Extracted records
*** Block opens ***
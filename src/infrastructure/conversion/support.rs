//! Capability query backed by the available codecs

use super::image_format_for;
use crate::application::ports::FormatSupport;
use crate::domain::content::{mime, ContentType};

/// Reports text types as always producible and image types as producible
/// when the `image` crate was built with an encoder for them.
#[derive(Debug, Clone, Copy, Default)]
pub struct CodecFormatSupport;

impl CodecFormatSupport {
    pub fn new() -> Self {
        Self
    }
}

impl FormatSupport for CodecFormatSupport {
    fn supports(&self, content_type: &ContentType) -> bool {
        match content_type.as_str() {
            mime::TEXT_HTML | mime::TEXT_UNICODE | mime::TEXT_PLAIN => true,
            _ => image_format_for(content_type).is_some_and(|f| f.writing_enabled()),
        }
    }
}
*** Block closes ***
*** Block opens ***
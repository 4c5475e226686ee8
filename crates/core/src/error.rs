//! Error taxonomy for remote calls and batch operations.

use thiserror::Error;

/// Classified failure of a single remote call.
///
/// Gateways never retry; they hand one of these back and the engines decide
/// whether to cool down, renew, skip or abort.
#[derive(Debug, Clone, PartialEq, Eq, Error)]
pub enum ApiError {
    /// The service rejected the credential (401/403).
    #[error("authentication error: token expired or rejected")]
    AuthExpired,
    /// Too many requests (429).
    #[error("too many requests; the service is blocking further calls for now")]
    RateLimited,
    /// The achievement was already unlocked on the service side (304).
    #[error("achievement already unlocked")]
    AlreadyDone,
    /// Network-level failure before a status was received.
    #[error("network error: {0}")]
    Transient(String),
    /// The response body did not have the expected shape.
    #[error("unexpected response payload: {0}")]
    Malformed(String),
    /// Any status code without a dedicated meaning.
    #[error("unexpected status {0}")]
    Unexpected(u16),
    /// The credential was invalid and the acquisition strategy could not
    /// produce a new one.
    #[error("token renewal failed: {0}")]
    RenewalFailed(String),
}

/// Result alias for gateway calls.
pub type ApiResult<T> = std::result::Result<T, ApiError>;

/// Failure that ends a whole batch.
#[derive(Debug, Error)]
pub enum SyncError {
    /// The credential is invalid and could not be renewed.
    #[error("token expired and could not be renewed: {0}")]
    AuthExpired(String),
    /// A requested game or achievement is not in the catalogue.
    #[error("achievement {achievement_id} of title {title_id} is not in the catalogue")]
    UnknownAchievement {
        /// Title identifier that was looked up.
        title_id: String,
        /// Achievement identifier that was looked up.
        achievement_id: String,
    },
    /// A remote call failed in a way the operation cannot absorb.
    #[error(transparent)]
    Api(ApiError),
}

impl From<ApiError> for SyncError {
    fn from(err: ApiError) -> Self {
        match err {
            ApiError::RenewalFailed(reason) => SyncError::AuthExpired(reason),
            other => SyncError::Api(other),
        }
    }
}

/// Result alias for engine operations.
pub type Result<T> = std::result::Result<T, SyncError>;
*** Block closes ***
# YOUR ASSIGNMENT
The expected output is one number: how many lines of the data above hold the string "requests".

# ANSWER FOR THIS EXERCISE
2